Task prompt: Some of the lines below need repeating. Reproduce exactly those between the lines holding "let phi = func.phi(phi_id).clone();" and "all_numbered = false;", inclusive.

Source records:
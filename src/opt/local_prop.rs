//! Local constant & copy propagation (§4.4), per block.

use std::collections::HashMap;

use crate::ir::builder::Folder;
use crate::ir::{Context, Function, Opcode, PrimType, TempId, Terminator, Value};

fn chase(replace: &HashMap<TempId, Value>, mut v: Value) -> Value {
    let mut steps = 0;
    while let Value::Temp(t) = v {
        match replace.get(&t) {
            Some(next) if steps < replace.len() + 1 => {
                v = *next;
                steps += 1;
            }
            _ => break,
        }
    }
    v
}

/// Run local constant & copy propagation over every block of `func`
/// independently (the replacement map does not cross block boundaries).
/// Returns whether anything changed.
pub fn run(func: &mut Function, ctx: &mut Context) -> bool {
    let mut changed = false;
    for block_id in func.blocks_in_order() {
        let mut replace: HashMap<TempId, Value> = HashMap::new();
        let inst_ids = func.block(block_id).insts.clone();
        for inst_id in inst_ids {
            let mut args = func.inst(inst_id).args;
            for arg in args.iter_mut() {
                if let Some(v) = arg {
                    let rewritten = chase(&replace, *v);
                    if rewritten != *v {
                        changed = true;
                    }
                    *v = rewritten;
                }
            }
            func.inst_mut(inst_id).args = args;

            let folded = Folder::try_fold(ctx, func.inst(inst_id));
            if let Some(value) = folded {
                if let Some(dst) = func.inst(inst_id).dst {
                    replace.insert(dst, value);
                    let ty = func.inst(inst_id).ty;
                    let i = func.inst_mut(inst_id);
                    if i.opcode != Opcode::Copy || i.args[0] != Some(value) {
                        i.opcode = Opcode::Copy;
                        i.ty = ty;
                        i.args = [Some(value), None];
                        changed = true;
                    }
                }
            }
        }

        let term = func.block(block_id).term.clone();
        if let Terminator::CondJump {
            cond,
            if_true,
            if_false,
        } = term
        {
            let new_cond = chase(&replace, cond);
            let target = if if_true == if_false {
                Some(if_true)
            } else if let Some(v) = ctx.as_int(new_cond) {
                Some(if v != 0 { if_true } else { if_false })
            } else {
                None
            };
            match target {
                Some(t) => {
                    func.block_mut(block_id).term = Terminator::Jump { target: t };
                    changed = true;
                }
                None if new_cond != cond => {
                    func.block_mut(block_id).term = Terminator::CondJump {
                        cond: new_cond,
                        if_true,
                        if_false,
                    };
                    changed = true;
                }
                None => {}
            }
        }
    }
    changed
}

#[cfg(test)]
mod tests {
    use super::*;
    use crate::ir::{BlockId, Instruction, Terminator};

    #[test]
    fn constant_add_collapses_to_copy() {
        let mut f = Function::new(BlockId(0), false, "f", PrimType::W);
        let mut ctx = Context::new();
        let two = ctx.intern_int(2);
        let three = ctx.intern_int(3);
        let dst = f.new_temp(PrimType::W);
        let id = f.alloc_inst_id();
        f.insts
            .insert(id, Instruction::binary(Opcode::Add, PrimType::W, Some(dst), two, three));
        let start = f.start;
        f.block_mut(start).insts.push(id);
        f.block_mut(start).term = Terminator::Return { value: Some(Value::Temp(dst)) };

        let changed = run(&mut f, &mut ctx);
        assert!(changed);
        assert_eq!(f.inst(id).opcode, Opcode::Copy);
        assert_eq!(ctx.as_int(f.inst(id).args[0].unwrap()), Some(5));
    }

    #[test]
    fn constant_condition_simplifies_condjump() {
        let mut f = Function::new(BlockId(0), false, "f", PrimType::W);
        let mut ctx = Context::new();
        let left = f.push_block(crate::ir::Block::new(BlockId(1), "left"));
        let right = f.push_block(crate::ir::Block::new(BlockId(2), "right"));
        let one = ctx.intern_int(1);
        let start = f.start;
        f.block_mut(start).term = Terminator::CondJump {
            cond: one,
            if_true: left,
            if_false: right,
        };
        let changed = run(&mut f, &mut ctx);
        assert!(changed);
        assert_eq!(f.block(start).term, Terminator::Jump { target: left });
    }
}
//! Global value numbering (§4.4): structural hashing over opcode plus
//! recursively-canonicalized operands, traversing blocks in (dominator
//! tree) reverse post order so every operand's canonical number is
//! already known except across a loop back edge.

use std::collections::HashMap;

use crate::ir::{Function, Opcode, PrimType, TempId, Terminator, Value};

#[derive(PartialEq, Eq, Hash, Clone)]
enum Key {
    Inst(Opcode, PrimType, [Option<Value>; 2]),
    Phi(PrimType, Vec<(crate::ir::BlockId, Value)>),
}

/// Redirect later temporaries with an identical structural hash to the
/// first (canonical) one. A phi whose arguments differ only because one
/// argument isn't numbered yet (a loop back edge) is left un-redirected
/// — it gets a fresh number of its own, breaking the cycle arbitrarily.
pub fn run(func: &mut Function) -> bool {
    let mut changed = false;
    let mut canon: HashMap<TempId, TempId> = HashMap::new();
    let mut table: HashMap<Key, TempId> = HashMap::new();

    for block_id in func.rpo.clone() {
        for phi_id in func.block(block_id).phis.clone() {
            let phi = func.phi(phi_id).clone();
            let mut resolved_args = Vec::with_capacity(phi.args.len());
            let mut all_numbered = true;
            for (pred, v) in &phi.args {
                match v {
                    Value::Temp(t) => match canon.get(t) {
                        Some(&c) => resolved_args.push((*pred, Value::Temp(c))),
                        None => {
                            all_numbered = false;
                            resolved_args.push((*pred, *v));
                        }
                    },
                    other => resolved_args.push((*pred, *other)),
                }
            }
            if !all_numbered {
                canon.insert(phi.dst, phi.dst);
                continue;
            }
            let key = Key::Phi(phi.ty, resolved_args);
            if let Some(&existing) = table.get(&key) {
                canon.insert(phi.dst, existing);
                changed = true;
            } else {
                table.insert(key, phi.dst);
                canon.insert(phi.dst, phi.dst);
            }
        }

        for inst_id in func.block(block_id).insts.clone() {
            let mut args = func.inst(inst_id).args;
            for arg in args.iter_mut() {
                if let Some(Value::Temp(t)) = arg {
                    if let Some(&c) = canon.get(t) {
                        *arg = Some(Value::Temp(c));
                    }
                }
            }
            func.inst_mut(inst_id).args = args;

            let inst = func.inst(inst_id);
            let Some(dst) = inst.dst else { continue };
            if inst.opcode.is_side_effecting_or_pinned() || inst.opcode.is_alloc() {
                canon.insert(dst, dst);
                continue;
            }
            let key = Key::Inst(inst.opcode, inst.ty, inst.args);
            if let Some(&existing) = table.get(&key) {
                canon.insert(dst, existing);
                let i = func.inst_mut(inst_id);
                i.opcode = Opcode::Copy;
                i.args = [Some(Value::Temp(existing)), None];
                changed = true;
            } else {
                table.insert(key, dst);
                canon.insert(dst, dst);
            }
        }

        let term = func.block(block_id).term.clone();
        let new_term = match term {
            Terminator::CondJump {
                cond: Value::Temp(t),
                if_true,
                if_false,
            } => {
                let c = canon.get(&t).copied().unwrap_or(t);
                Terminator::CondJump {
                    cond: Value::Temp(c),
                    if_true,
                    if_false,
                }
            }
            Terminator::Return {
                value: Some(Value::Temp(t)),
            } => {
                let c = canon.get(&t).copied().unwrap_or(t);
                Terminator::Return {
                    value: Some(Value::Temp(c)),
                }
            }
            other => other,
        };
        func.block_mut(block_id).term = new_term;
    }
    changed
}

#[cfg(test)]
mod tests {
    use super::*;
    use crate::ir::{BlockId, Context, Instruction};

    #[test]
    fn redundant_add_redirects_to_first() {
        let mut f = Function::new(BlockId(0), false, "f", PrimType::W);
        let start = f.start;
        let mut ctx = Context::new();
        let a = ctx.intern_int(1);
        let b = ctx.intern_int(2);

        let d0 = f.new_temp(PrimType::W);
        let id0 = f.alloc_inst_id();
        f.insts.insert(id0, Instruction::binary(Opcode::Add, PrimType::W, Some(d0), a, b));
        f.block_mut(start).insts.push(id0);

        let d1 = f.new_temp(PrimType::W);
        let id1 = f.alloc_inst_id();
        f.insts.insert(id1, Instruction::binary(Opcode::Add, PrimType::W, Some(d1), a, b));
        f.block_mut(start).insts.push(id1);

        f.rpo = vec![start];
        let changed = run(&mut f);
        assert!(changed);
        assert_eq!(f.inst(id1).opcode, Opcode::Copy);
        assert_eq!(f.inst(id1).args[0], Some(Value::Temp(d0)));
    }
}
//! Functions: the per-function arenas and derived analysis fields.

use std::collections::{HashMap, HashSet};

use super::block::Block;
use super::instr::{Instruction, Phi};
use super::value::{PrimType, Use};
use super::{BlockId, InstId, PhiId, TempId};

/// Per-temporary bookkeeping: its type plus mutable use/def annotations
/// (§3's "mutable use-list and def-list annotations").
#[derive(Debug, Clone)]
pub struct TempMeta {
    pub ty: PrimType,
    pub uses: Vec<Use>,
    pub defs: Vec<super::value::Def>,
}

impl TempMeta {
    pub fn new(ty: PrimType) -> Self {
        Self {
            ty,
            uses: Vec::new(),
            defs: Vec::new(),
        }
    }
}

/// A function: its blocks, instructions, phis, and temporaries, plus the
/// fields analyses fill in.
#[derive(Debug, Clone)]
pub struct Function {
    pub export: bool,
    pub name: String,
    pub ret_ty: PrimType,
    pub param_tys: Vec<PrimType>,

    pub start: BlockId,
    pub end: BlockId,

    pub blocks: HashMap<BlockId, Block>,
    pub insts: HashMap<InstId, Instruction>,
    pub phis: HashMap<PhiId, Phi>,
    pub temps: HashMap<TempId, TempMeta>,

    next_temp: u32,
    next_inst: u32,
    next_phi: u32,

    // --- derived (filled by analyses) ---
    pub rpo: Vec<BlockId>,
    pub is_leaf: bool,
    pub is_inlinable: bool,
}

impl Function {
    pub(crate) fn new(start: BlockId, export: bool, name: impl Into<String>, ret_ty: PrimType) -> Self {
        let mut blocks = HashMap::new();
        blocks.insert(start, Block::new(start, "start"));
        Self {
            export,
            name: name.into(),
            ret_ty,
            param_tys: Vec::new(),
            start,
            end: start,
            blocks,
            insts: HashMap::new(),
            phis: HashMap::new(),
            temps: HashMap::new(),
            next_temp: 0,
            next_inst: 0,
            next_phi: 0,
            rpo: Vec::new(),
            is_leaf: true,
            is_inlinable: true,
        }
    }

    /// Allocate a fresh SSA temporary of the given type.
    pub fn new_temp(&mut self, ty: PrimType) -> TempId {
        let id = TempId(self.next_temp);
        self.next_temp += 1;
        self.temps.insert(id, TempMeta::new(ty));
        id
    }

    pub(crate) fn alloc_inst_id(&mut self) -> InstId {
        let id = InstId(self.next_inst);
        self.next_inst += 1;
        id
    }

    pub(crate) fn alloc_phi_id(&mut self) -> PhiId {
        let id = PhiId(self.next_phi);
        self.next_phi += 1;
        id
    }

    /// Append a block after `end` and make it the new `end`.
    pub fn push_block(&mut self, block: Block) -> BlockId {
        let id = block.id;
        if let Some(end) = self.blocks.get_mut(&self.end) {
            end.next = Some(id);
        }
        self.blocks.insert(id, block);
        self.end = id;
        id
    }

    /// Insert `block` into source order immediately after `after`.
    pub fn insert_block_after(&mut self, after: BlockId, mut block: Block) -> BlockId {
        let id = block.id;
        let following = self.blocks.get(&after).and_then(|b| b.next);
        block.next = following;
        self.blocks.insert(id, block);
        self.blocks.get_mut(&after).unwrap().next = Some(id);
        if self.end == after {
            self.end = id;
        }
        id
    }

    /// Remove a block entirely (used by unreachable-block removal and
    /// empty-block collapsing). The caller is responsible for having
    /// already retargeted every predecessor/phi/terminator reference.
    pub fn remove_block(&mut self, id: BlockId) {
        let next = self.blocks.get(&id).and_then(|b| b.next);
        for b in self.blocks.values_mut() {
            if b.next == Some(id) {
                b.next = next;
            }
        }
        if self.end == id {
            if let Some(prev) = self.blocks.values().find(|b| b.next == next).map(|b| b.id) {
                self.end = prev;
            }
        }
        self.blocks.remove(&id);
    }

    /// All blocks in source order, following `next` pointers from `start`.
    pub fn blocks_in_order(&self) -> Vec<BlockId> {
        let mut out = Vec::with_capacity(self.blocks.len());
        let mut cur = Some(self.start);
        let mut seen = HashSet::new();
        while let Some(id) = cur {
            if !seen.insert(id) {
                break;
            }
            out.push(id);
            cur = self.blocks.get(&id).and_then(|b| b.next);
        }
        out
    }

    pub fn block(&self, id: BlockId) -> &Block {
        self.blocks.get(&id).expect("dangling BlockId")
    }

    pub fn block_mut(&mut self, id: BlockId) -> &mut Block {
        self.blocks.get_mut(&id).expect("dangling BlockId")
    }

    pub fn inst(&self, id: InstId) -> &Instruction {
        self.insts.get(&id).expect("dangling InstId")
    }

    pub fn inst_mut(&mut self, id: InstId) -> &mut Instruction {
        self.insts.get_mut(&id).expect("dangling InstId")
    }

    pub fn phi(&self, id: PhiId) -> &Phi {
        self.phis.get(&id).expect("dangling PhiId")
    }

    pub fn phi_mut(&mut self, id: PhiId) -> &mut Phi {
        self.phis.get_mut(&id).expect("dangling PhiId")
    }

    pub fn temp_ty(&self, id: TempId) -> PrimType {
        self.temps.get(&id).map(|m| m.ty).unwrap_or(PrimType::W)
    }

    /// The set of temporaries the function contains (§3: a derived field
    /// on `Function`).
    pub fn temp_set(&self) -> HashSet<TempId> {
        self.temps.keys().copied().collect()
    }
}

The answer:
            let phi = func.phi(phi_id).clone();
            let mut resolved_args = Vec::with_capacity(phi.args.len());
            let mut all_numbered = true;
            for (pred, v) in &phi.args {
                match v {
                    Value::Temp(t) => match canon.get(t) {
                        Some(&c) => resolved_args.push((*pred, Value::Temp(c))),
                        None => {
                            all_numbered = false;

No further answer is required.